Personal information
- Full name: Nguyễn Đình Triệu
- Date of birth: 4 November 1991 (age 34)
- Place of birth: Kiến Xương, Thái Bình, Vietnam
- Height: 1.80 m (5 ft 11 in)
- Position: Goalkeeper

Team information
- Current team: Công An Nhân Dân
- Number: 1

Youth career
- 2007–2013: Hà Nội

Senior career*
- Years: Team / Apps / (Gls)
- 2014: Thanh Niên Sài Gòn / 6 / (0)
- 2020–2021: Bình Phước / 17 / (0)
- 2022–2026: Hải Phòng / 110 / (0)
- 2026–: Công An Nhân Dân / 1 / (0)

International career^{‡}
- 2009–2010: Vietnam U19 / 1 / (0)
- 2023–: Vietnam / 11 / (0)

Medal record
Men's football
Representing Vietnam
ASEAN Championship
| Winner | ASEAN 2024 |  |

= Nguyễn Đình Triệu =

Vietnamese footballer (born 1991)

Nguyễn Đình Triệu (born 4 November 1991) is a Vietnamese professional footballer who plays as a goalkeeper for V.League 2 club Công An Nhân Dân.

==Early career==
Born in Thái Bình, Nguyễn Đình Triệu joined Hà Nội FC's youth academy. Despite being a regular starter keeper for the team youth categories, he did not managed to integrate the first team. After being released by Hà Nội, he joined Vietnamese Second Division team Thanh Niên Sài Gòn in 2014. As the club failed to promote to the V.League 2, Đình Triệu quit football to study Information technology in Ho Chi Minh City University of Transport and later worked as a gas corporation employee.

==Club career==
===Bình Phước===
After his early retirement, Đình Triệu continued playing in amateur teams. He impressed Bình Phước's manager Nguyễn Minh Phương during a local football tournament in Vũng Tàu, who later demanded the club to sign him. In 2020, Đình Triệu made his comeback as a professional footballer at the age of 28 after signing for V.League 2 club Bình Phước.

===Hải Phòng===
Đình Triệu joined V.League 1 side Hải Phòng in 2022. Although he was expected to be the back-up of Nguyễn Văn Toản, Đình Triệu quickly became the starter keeper of the team after his solid performances. With 6 clean sheets after 20 league games, Đình Triệu played a big role on helping Hải Phòng finish as league runners-up that season and was awarded the best goalkeeper title.

===Công An Nhân Dân===
After his contract with Hải Phòng ended, Đình Triệu moved to V.League 2 club Công An Nhân Dân.

==International career==
Nguyễn Đình Triệu was named in Vietnam U19 squad for the 2010 AFC U-19 Championship.
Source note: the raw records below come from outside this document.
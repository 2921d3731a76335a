use std::{fmt, path::PathBuf};

use chrono::{Days, NaiveDate};
use serde::{Deserialize, Serialize};

use crate::error::InvalidCoordinate;

/// A validated geographic point.
#[derive(Debug, Clone, Copy, PartialEq)]
pub struct Coordinate {
    latitude: f64,
    longitude: f64,
}

impl Coordinate {
    pub fn new(latitude: f64, longitude: f64) -> Result<Self, InvalidCoordinate> {
        let lat_ok = (-90.0..=90.0).contains(&latitude);
        let lon_ok = (-180.0..=180.0).contains(&longitude);

        if lat_ok && lon_ok {
            Ok(Self { latitude, longitude })
        } else {
            Err(InvalidCoordinate { latitude, longitude })
        }
    }

    pub fn latitude(&self) -> f64 {
        self.latitude
    }

    pub fn longitude(&self) -> f64 {
        self.longitude
    }
}

impl fmt::Display for Coordinate {
    fn fmt(&self, f: &mut fmt::Formatter<'_>) -> fmt::Result {
        write!(f, "{},{}", self.latitude, self.longitude)
    }
}

/// Inclusive range of calendar days requested from the archive.
#[derive(Debug, Clone, Copy, PartialEq, Eq)]
pub struct DateRange {
    pub start: NaiveDate,
    pub end: NaiveDate,
}

impl DateRange {
    /// Days in a run's window.
    pub const DAYS: u64 = 7;

    /// The last seven complete days: `today - 7 ..= today - 1`.
    ///
    /// The current (partial) day is never included.
    pub fn ending_yesterday(today: NaiveDate) -> Self {
        let end = today - Days::new(1);
        let start = today - Days::new(Self::DAYS);
        Self { start, end }
    }
}

/// One per-day row produced by reconciling daily summaries with hourly readings.
#[derive(Debug, Clone, PartialEq, Serialize, Deserialize)]
pub struct ReconciledRecord {
    pub date: NaiveDate,
    #[serde(rename = "weather")]
    pub weather_code: Option<i64>,
    pub temperature: Option<f64>,
}

/// A place name resolved to coordinates.
#[derive(Debug, Clone, PartialEq)]
pub struct ResolvedPlace {
    pub coordinate: Coordinate,
    pub display_name: String,
}

/// Everything one pipeline run produced. Also the row shape of the run log.
#[derive(Debug, Clone, PartialEq, Serialize, Deserialize)]
pub struct RunArtifacts {
    pub timestamp: String,
    pub place: String,
    pub latitude: f64,
    pub longitude: f64,
    pub selected_csv: PathBuf,
    pub plot_image: PathBuf,
    pub raw_json: PathBuf,
}

#[cfg(test)]
mod tests {
    use super::*;

    fn date(y: i32, m: u32, d: u32) -> NaiveDate {
        NaiveDate::from_ymd_opt(y, m, d).expect("valid date")
    }

    #[test]
    fn range_covers_seven_days_before_today() {
        let range = DateRange::ending_yesterday(date(2024, 3, 1));

        assert_eq!(range.start, date(2024, 2, 23));
        assert_eq!(range.end, date(2024, 2, 29));
        assert_eq!((range.end - range.start).num_days() + 1, 7);
    }

    #[test]
    fn coordinate_rejects_out_of_range_values() {
        assert!(Coordinate::new(28.6519, 77.2315).is_ok());
        assert!(Coordinate::new(-90.0, 180.0).is_ok());
        assert!(Coordinate::new(90.5, 0.0).is_err());
        assert!(Coordinate::new(0.0, -180.1).is_err());
        assert!(Coordinate::new(f64::NAN, 0.0).is_err());
    }
}
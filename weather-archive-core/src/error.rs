use reqwest::StatusCode;
use thiserror::Error;

/// Failure talking to one of the remote APIs.
#[derive(Debug, Error)]
pub enum FetchError {
    #[error("request failed: {0}")]
    Transport(#[from] reqwest::Error),

    #[error("request failed with status {status}: {body}")]
    Status { status: StatusCode, body: String },

    #[error("response is not valid JSON: {0}")]
    Decode(#[from] serde_json::Error),
}

/// The archive response does not have the shape the reconciler needs.
#[derive(Debug, Error, PartialEq)]
pub enum DataShapeError {
    #[error("`{section}.{field}` is not an array")]
    NotAnArray {
        section: &'static str,
        field: &'static str,
    },

    #[error("`{section}.{field}[{index}]` has unexpected value {value}")]
    InvalidValue {
        section: &'static str,
        field: &'static str,
        index: usize,
        value: String,
    },

    #[error(
        "`{section}.{left}` has {left_len} entries but `{section}.{right}` has {right_len}"
    )]
    LengthMismatch {
        section: &'static str,
        left: &'static str,
        left_len: usize,
        right: &'static str,
        right_len: usize,
    },
}

#[derive(Debug, Error, Clone, Copy, PartialEq)]
#[error("coordinate ({latitude}, {longitude}) is out of range")]
pub struct InvalidCoordinate {
    pub latitude: f64,
    pub longitude: f64,
}
use async_trait::async_trait;
use log::{debug, info};
use reqwest::Client;
use serde_json::Value;
use std::time::Duration;

use crate::{
    error::FetchError,
    model::{Coordinate, DateRange},
};

use super::{ArchiveSource, read_json};

const DATE_FORMAT: &str = "%Y-%m-%d";

/// Open-Meteo historical weather API.
#[derive(Debug, Clone)]
pub struct OpenMeteoArchive {
    url: String,
    http: Client,
}

impl OpenMeteoArchive {
    pub fn new(url: impl Into<String>, timeout: Duration) -> Result<Self, FetchError> {
        let http = Client::builder().timeout(timeout).build()?;
        Ok(Self { url: url.into(), http })
    }

    fn query(at: Coordinate, range: DateRange) -> Vec<(&'static str, String)> {
        vec![
            ("latitude", at.latitude().to_string()),
            ("longitude", at.longitude().to_string()),
            ("daily", "weather_code,sunrise,sunset".to_string()),
            ("hourly", "temperature_2m".to_string()),
            ("start_date", range.start.format(DATE_FORMAT).to_string()),
            ("end_date", range.end.format(DATE_FORMAT).to_string()),
            ("timezone", "auto".to_string()),
        ]
    }
}

#[async_trait]
impl ArchiveSource for OpenMeteoArchive {
    async fn fetch_archive(&self, at: Coordinate, range: DateRange) -> Result<Value, FetchError> {
        let query = Self::query(at, range);
        debug!("archive request {} {:?}", self.url, query);
        info!("Fetching archive for {at} from {} to {}", range.start, range.end);

        let res = self.http.get(&self.url).query(&query).send().await?;
        read_json(res).await
    }
}

#[cfg(test)]
mod tests {
    use super::*;
    use chrono::NaiveDate;

    #[test]
    fn query_requests_codes_sun_times_and_hourly_temperature() {
        let at = Coordinate::new(52.52, 13.41).expect("valid coordinate");
        let today = NaiveDate::from_ymd_opt(2024, 1, 8).expect("valid date");

        let query = OpenMeteoArchive::query(at, DateRange::ending_yesterday(today));
        let get = |key: &str| {
            query.iter().find(|(k, _)| *k == key).map(|(_, v)| v.as_str())
        };

        assert_eq!(get("latitude"), Some("52.52"));
        assert_eq!(get("longitude"), Some("13.41"));
        assert_eq!(get("daily"), Some("weather_code,sunrise,sunset"));
        assert_eq!(get("hourly"), Some("temperature_2m"));
        assert_eq!(get("start_date"), Some("2024-01-01"));
        assert_eq!(get("end_date"), Some("2024-01-07"));
        assert_eq!(get("timezone"), Some("auto"));
    }
}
In June 2023, Đình Triệu was called up to the senior Vietnam squad for first time, for friendlies against Hong Kong and Syria. He made his debut against Palestine on 11 September 2023 at the Thiên Trường Stadium, Nam Định. He kept a clean sheet in the match, which ended 2–0 to Vietnam.

In January 2024, he was included in Vietnam's 26-men squad for the 2023 AFC Asian Cup.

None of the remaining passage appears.